> _Work required_
Emit all the data exactly as provided.

> _Input material_
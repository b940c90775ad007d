//! Error handling module for the sandbox backend.
//!
//! Provides centralized error types with mapping to HTTP status codes and response bodies.

use axum::{
    extract::rejection::JsonRejection,
    http::StatusCode,
    response::{IntoResponse, Response},
    Json,
};
use serde::Serialize;

/// Error codes used when logging failures.
pub mod codes {
    pub const UNAUTHORIZED: &str = "UNAUTHORIZED";
    pub const NOT_FOUND: &str = "NOT_FOUND";
    pub const VALIDATION_ERROR: &str = "VALIDATION_ERROR";
    pub const BAD_REQUEST: &str = "BAD_REQUEST";
    pub const PRECONDITION_FAILED: &str = "PRECONDITION_FAILED";
    pub const STORAGE_UNAVAILABLE: &str = "STORAGE_UNAVAILABLE";
    pub const CORRUPT_DATA: &str = "CORRUPT_DATA";
    pub const UPSTREAM_ERROR: &str = "UPSTREAM_ERROR";
    pub const INTERNAL_ERROR: &str = "INTERNAL_ERROR";
}

/// Application error type.
#[derive(Debug)]
pub enum AppError {
    /// Authentication required
    Unauthorized(String),
    /// Player not found
    NotFound(String),
    /// Payload decoded but carries a rejected value
    Validation(String),
    /// Payload could not be decoded
    BadRequest(String),
    /// Mutating a sub-field of an absent inventory
    PreconditionFailed(String),
    /// Player file unreadable or unwritable
    StorageUnavailable(String),
    /// Player file content does not decode
    CorruptData(String),
    /// Peer service call failed
    Upstream(String),
    /// Internal server error
    Internal(String),
}

impl AppError {
    /// Get the HTTP status code for this error.
    pub fn status_code(&self) -> StatusCode {
        match self {
            AppError::Unauthorized(_) => StatusCode::UNAUTHORIZED,
            AppError::NotFound(_) => StatusCode::NOT_FOUND,
            AppError::Validation(_) => StatusCode::BAD_REQUEST,
            AppError::BadRequest(_) => StatusCode::BAD_REQUEST,
            AppError::PreconditionFailed(_) => StatusCode::PRECONDITION_FAILED,
            AppError::StorageUnavailable(_) => StatusCode::INTERNAL_SERVER_ERROR,
            AppError::CorruptData(_) => StatusCode::INTERNAL_SERVER_ERROR,
            AppError::Upstream(_) => StatusCode::INTERNAL_SERVER_ERROR,
            AppError::Internal(_) => StatusCode::INTERNAL_SERVER_ERROR,
        }
    }

    /// Get the error code for this error.
    pub fn error_code(&self) -> &'static str {
        match self {
            AppError::Unauthorized(_) => codes::UNAUTHORIZED,
            AppError::NotFound(_) => codes::NOT_FOUND,
            AppError::Validation(_) => codes::VALIDATION_ERROR,
            AppError::BadRequest(_) => codes::BAD_REQUEST,
            AppError::PreconditionFailed(_) => codes::PRECONDITION_FAILED,
            AppError::StorageUnavailable(_) => codes::STORAGE_UNAVAILABLE,
            AppError::CorruptData(_) => codes::CORRUPT_DATA,
            AppError::Upstream(_) => codes::UPSTREAM_ERROR,
            AppError::Internal(_) => codes::INTERNAL_ERROR,
        }
    }

    /// Get the error message.
    pub fn message(&self) -> String {
        match self {
            AppError::Unauthorized(msg) => msg.clone(),
            AppError::NotFound(msg) => msg.clone(),
            AppError::Validation(msg) => msg.clone(),
            AppError::BadRequest(msg) => msg.clone(),
            AppError::PreconditionFailed(msg) => msg.clone(),
            AppError::StorageUnavailable(msg) => msg.clone(),
            AppError::CorruptData(msg) => msg.clone(),
            AppError::Upstream(msg) => msg.clone(),
            AppError::Internal(msg) => msg.clone(),
        }
    }

    /// Whether the caller caused this error.
    pub fn is_client_error(&self) -> bool {
        self.status_code().is_client_error()
    }
}

impl std::fmt::Display for AppError {
    fn fmt(&self, f: &mut std::fmt::Formatter<'_>) -> std::fmt::Result {
        write!(f, "{}: {}", self.error_code(), self.message())
    }
}

impl std::error::Error for AppError {}

impl From<std::io::Error> for AppError {
    fn from(err: std::io::Error) -> Self {
        tracing::error!("Storage error: {:?}", err);
        AppError::StorageUnavailable("Failed to access player data".to_string())
    }
}

impl From<JsonRejection> for AppError {
    fn from(rejection: JsonRejection) -> Self {
        tracing::debug!("Rejected payload: {}", rejection.body_text());
        AppError::BadRequest("Invalid request payload".to_string())
    }
}

impl From<reqwest::Error> for AppError {
    fn from(err: reqwest::Error) -> Self {
        tracing::error!("Peer request error: {:?}", err);
        AppError::Upstream("Failed to send POST request".to_string())
    }
}

/// Error response body.
#[derive(Debug, Serialize)]
pub struct ErrorResponse {
    pub error: String,
}

impl ErrorResponse {
    pub fn new(message: impl Into<String>) -> Self {
        Self {
            error: message.into(),
        }
    }
}

impl IntoResponse for AppError {
    fn into_response(self) -> Response {
        let status = self.status_code();
        if self.is_client_error() {
            tracing::debug!(code = self.error_code(), "{}", self.message());
        } else {
            tracing::error!(code = self.error_code(), "{}", self.message());
        }
        (status, Json(ErrorResponse::new(self.message()))).into_response()
    }
}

> _Written response_
repository b940c90775ad007d
//! Error handling module for the sandbox backend.
//!
//! Provides centralized error types with mapping to HTTP status codes and response bodies.

use axum::{
    extract::rejection::JsonRejection,
    http::StatusCode,
    response::{IntoResponse, Response},
    Json,
};
use serde::Serialize;

/// Error codes used when logging failures.
pub mod codes {
    pub const UNAUTHORIZED: &str = "UNAUTHORIZED";
    pub const NOT_FOUND: &str = "NOT_FOUND";
    pub const VALIDATION_ERROR: &str = "VALIDATION_ERROR";
    pub const BAD_REQUEST: &str = "BAD_REQUEST";
    pub const PRECONDITION_FAILED: &str = "PRECONDITION_FAILED";
    pub const STORAGE_UNAVAILABLE: &str = "STORAGE_UNAVAILABLE";
    pub const CORRUPT_DATA: &str = "CORRUPT_DATA";
    pub const UPSTREAM_ERROR: &str = "UPSTREAM_ERROR";
    pub const INTERNAL_ERROR: &str = "INTERNAL_ERROR";
}

/// Application error type.
#[derive(Debug)]
pub enum AppError {
    /// Authentication required
    Unauthorized(String),
    /// Player not found
    NotFound(String),
    /// Payload decoded but carries a rejected value
    Validation(String),
    /// Payload could not be decoded
    BadRequest(String),
    /// Mutating a sub-field of an absent inventory
    PreconditionFailed(String),
    /// Player file unreadable or unwritable
    StorageUnavailable(String),
    /// Player file content does not decode
    CorruptData(String),
    /// Peer service call failed
    Upstream(String),
    /// Internal server error
    Internal(String),
}

impl AppError {
    /// Get the HTTP status code for this error.
    pub fn status_code(&self) -> StatusCode {
        match self {
            AppError::Unauthorized(_) => StatusCode::UNAUTHORIZED,
            AppError::NotFound(_) => StatusCode::NOT_FOUND,
            AppError::Validation(_) => StatusCode::BAD_REQUEST,
            AppError::BadRequest(_) => StatusCode::BAD_REQUEST,
            AppError::PreconditionFailed(_) => StatusCode::PRECONDITION_FAILED,
            AppError::StorageUnavailable(_) => StatusCode::INTERNAL_SERVER_ERROR,
            AppError::CorruptData(_) => StatusCode::INTERNAL_SERVER_ERROR,
            AppError::Upstream(_) => StatusCode::INTERNAL_SERVER_ERROR,
            AppError::Internal(_) => StatusCode::INTERNAL_SERVER_ERROR,
        }
    }

    /// Get the error code for this error.
    pub fn error_code(&self) -> &'static str {
        match self {
            AppError::Unauthorized(_) => codes::UNAUTHORIZED,
            AppError::NotFound(_) => codes::NOT_FOUND,
            AppError::Validation(_) => codes::VALIDATION_ERROR,
            AppError::BadRequest(_) => codes::BAD_REQUEST,
            AppError::PreconditionFailed(_) => codes::PRECONDITION_FAILED,
            AppError::StorageUnavailable(_) => codes::STORAGE_UNAVAILABLE,
            AppError::CorruptData(_) => codes::CORRUPT_DATA,
            AppError::Upstream(_) => codes::UPSTREAM_ERROR,
            AppError::Internal(_) => codes::INTERNAL_ERROR,
        }
    }

    /// Get the error message.
    pub fn message(&self) -> String {
        match self {
            AppError::Unauthorized(msg) => msg.clone(),
            AppError::NotFound(msg) => msg.clone(),
            AppError::Validation(msg) => msg.clone(),
            AppError::BadRequest(msg) => msg.clone(),
            AppError::PreconditionFailed(msg) => msg.clone(),
            AppError::StorageUnavailable(msg) => msg.clone(),
            AppError::CorruptData(msg) => msg.clone(),
            AppError::Upstream(msg) => msg.clone(),
            AppError::Internal(msg) => msg.clone(),
        }
    }

    /// Whether the caller caused this error.
    pub fn is_client_error(&self) -> bool {
        self.status_code().is_client_error()
    }
}

impl std::fmt::Display for AppError {
    fn fmt(&self, f: &mut std::fmt::Formatter<'_>) -> std::fmt::Result {
        write!(f, "{}: {}", self.error_code(), self.message())
    }
}

impl std::error::Error for AppError {}

impl From<std::io::Error> for AppError {
    fn from(err: std::io::Error) -> Self {
        tracing::error!("Storage error: {:?}", err);
        AppError::StorageUnavailable("Failed to access player data".to_string())
    }
}

impl From<JsonRejection> for AppError {
    fn from(rejection: JsonRejection) -> Self {
        tracing::debug!("Rejected payload: {}", rejection.body_text());
        AppError::BadRequest("Invalid request payload".to_string())
    }
}

impl From<reqwest::Error> for AppError {
    fn from(err: reqwest::Error) -> Self {
        tracing::error!("Peer request error: {:?}", err);
        AppError::Upstream("Failed to send POST request".to_string())
    }
}

/// Error response body.
#[derive(Debug, Serialize)]
pub struct ErrorResponse {
    pub error: String,
}

impl ErrorResponse {
    pub fn new(message: impl Into<String>) -> Self {
        Self {
            error: message.into(),
        }
    }
}

impl IntoResponse for AppError {
    fn into_response(self) -> Response {
        let status = self.status_code();
        if self.is_client_error() {
            tracing::debug!(code = self.error_code(), "{}", self.message());
        } else {
            tracing::error!(code = self.error_code(), "{}", self.message());
        }
        (status, Json(ErrorResponse::new(self.message()))).into_response()
    }
}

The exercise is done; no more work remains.